Data supplied
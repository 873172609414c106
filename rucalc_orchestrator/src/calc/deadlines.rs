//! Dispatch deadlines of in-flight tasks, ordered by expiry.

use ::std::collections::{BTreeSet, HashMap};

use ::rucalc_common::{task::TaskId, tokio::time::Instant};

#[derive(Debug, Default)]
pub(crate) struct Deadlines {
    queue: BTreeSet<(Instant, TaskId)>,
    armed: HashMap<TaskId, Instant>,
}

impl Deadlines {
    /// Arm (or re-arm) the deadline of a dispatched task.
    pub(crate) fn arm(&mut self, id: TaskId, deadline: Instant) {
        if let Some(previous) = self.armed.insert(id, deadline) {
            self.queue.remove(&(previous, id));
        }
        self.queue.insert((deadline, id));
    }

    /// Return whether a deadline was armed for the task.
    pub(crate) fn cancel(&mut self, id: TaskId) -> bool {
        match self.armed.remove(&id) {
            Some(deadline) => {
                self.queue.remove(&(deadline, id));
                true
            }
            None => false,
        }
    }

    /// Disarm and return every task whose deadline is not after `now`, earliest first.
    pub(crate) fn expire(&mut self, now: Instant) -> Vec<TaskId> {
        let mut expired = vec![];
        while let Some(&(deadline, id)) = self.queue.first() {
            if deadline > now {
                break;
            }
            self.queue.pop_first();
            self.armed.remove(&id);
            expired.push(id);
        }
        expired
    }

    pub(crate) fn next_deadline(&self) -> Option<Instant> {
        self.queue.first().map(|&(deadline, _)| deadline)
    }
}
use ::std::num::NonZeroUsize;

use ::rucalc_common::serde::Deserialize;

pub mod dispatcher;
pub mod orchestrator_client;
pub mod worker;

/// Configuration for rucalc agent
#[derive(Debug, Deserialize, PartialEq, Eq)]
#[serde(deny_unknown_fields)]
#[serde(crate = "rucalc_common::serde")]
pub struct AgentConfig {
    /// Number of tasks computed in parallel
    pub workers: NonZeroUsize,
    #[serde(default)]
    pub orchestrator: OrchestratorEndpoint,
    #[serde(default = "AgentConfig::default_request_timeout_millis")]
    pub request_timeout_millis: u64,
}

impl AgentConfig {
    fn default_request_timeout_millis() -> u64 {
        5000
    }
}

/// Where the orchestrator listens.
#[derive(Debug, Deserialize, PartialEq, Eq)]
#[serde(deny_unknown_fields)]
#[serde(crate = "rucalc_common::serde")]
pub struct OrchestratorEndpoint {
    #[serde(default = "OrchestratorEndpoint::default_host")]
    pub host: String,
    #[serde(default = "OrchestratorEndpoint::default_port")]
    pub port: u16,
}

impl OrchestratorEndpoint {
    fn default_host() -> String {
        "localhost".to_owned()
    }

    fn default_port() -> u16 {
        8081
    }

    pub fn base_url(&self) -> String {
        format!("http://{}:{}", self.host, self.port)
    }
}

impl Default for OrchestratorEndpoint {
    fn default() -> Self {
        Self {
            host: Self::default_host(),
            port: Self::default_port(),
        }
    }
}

What is needed
Answer required as a bare number: state how many lines in the material contain the word "serde".

Response
9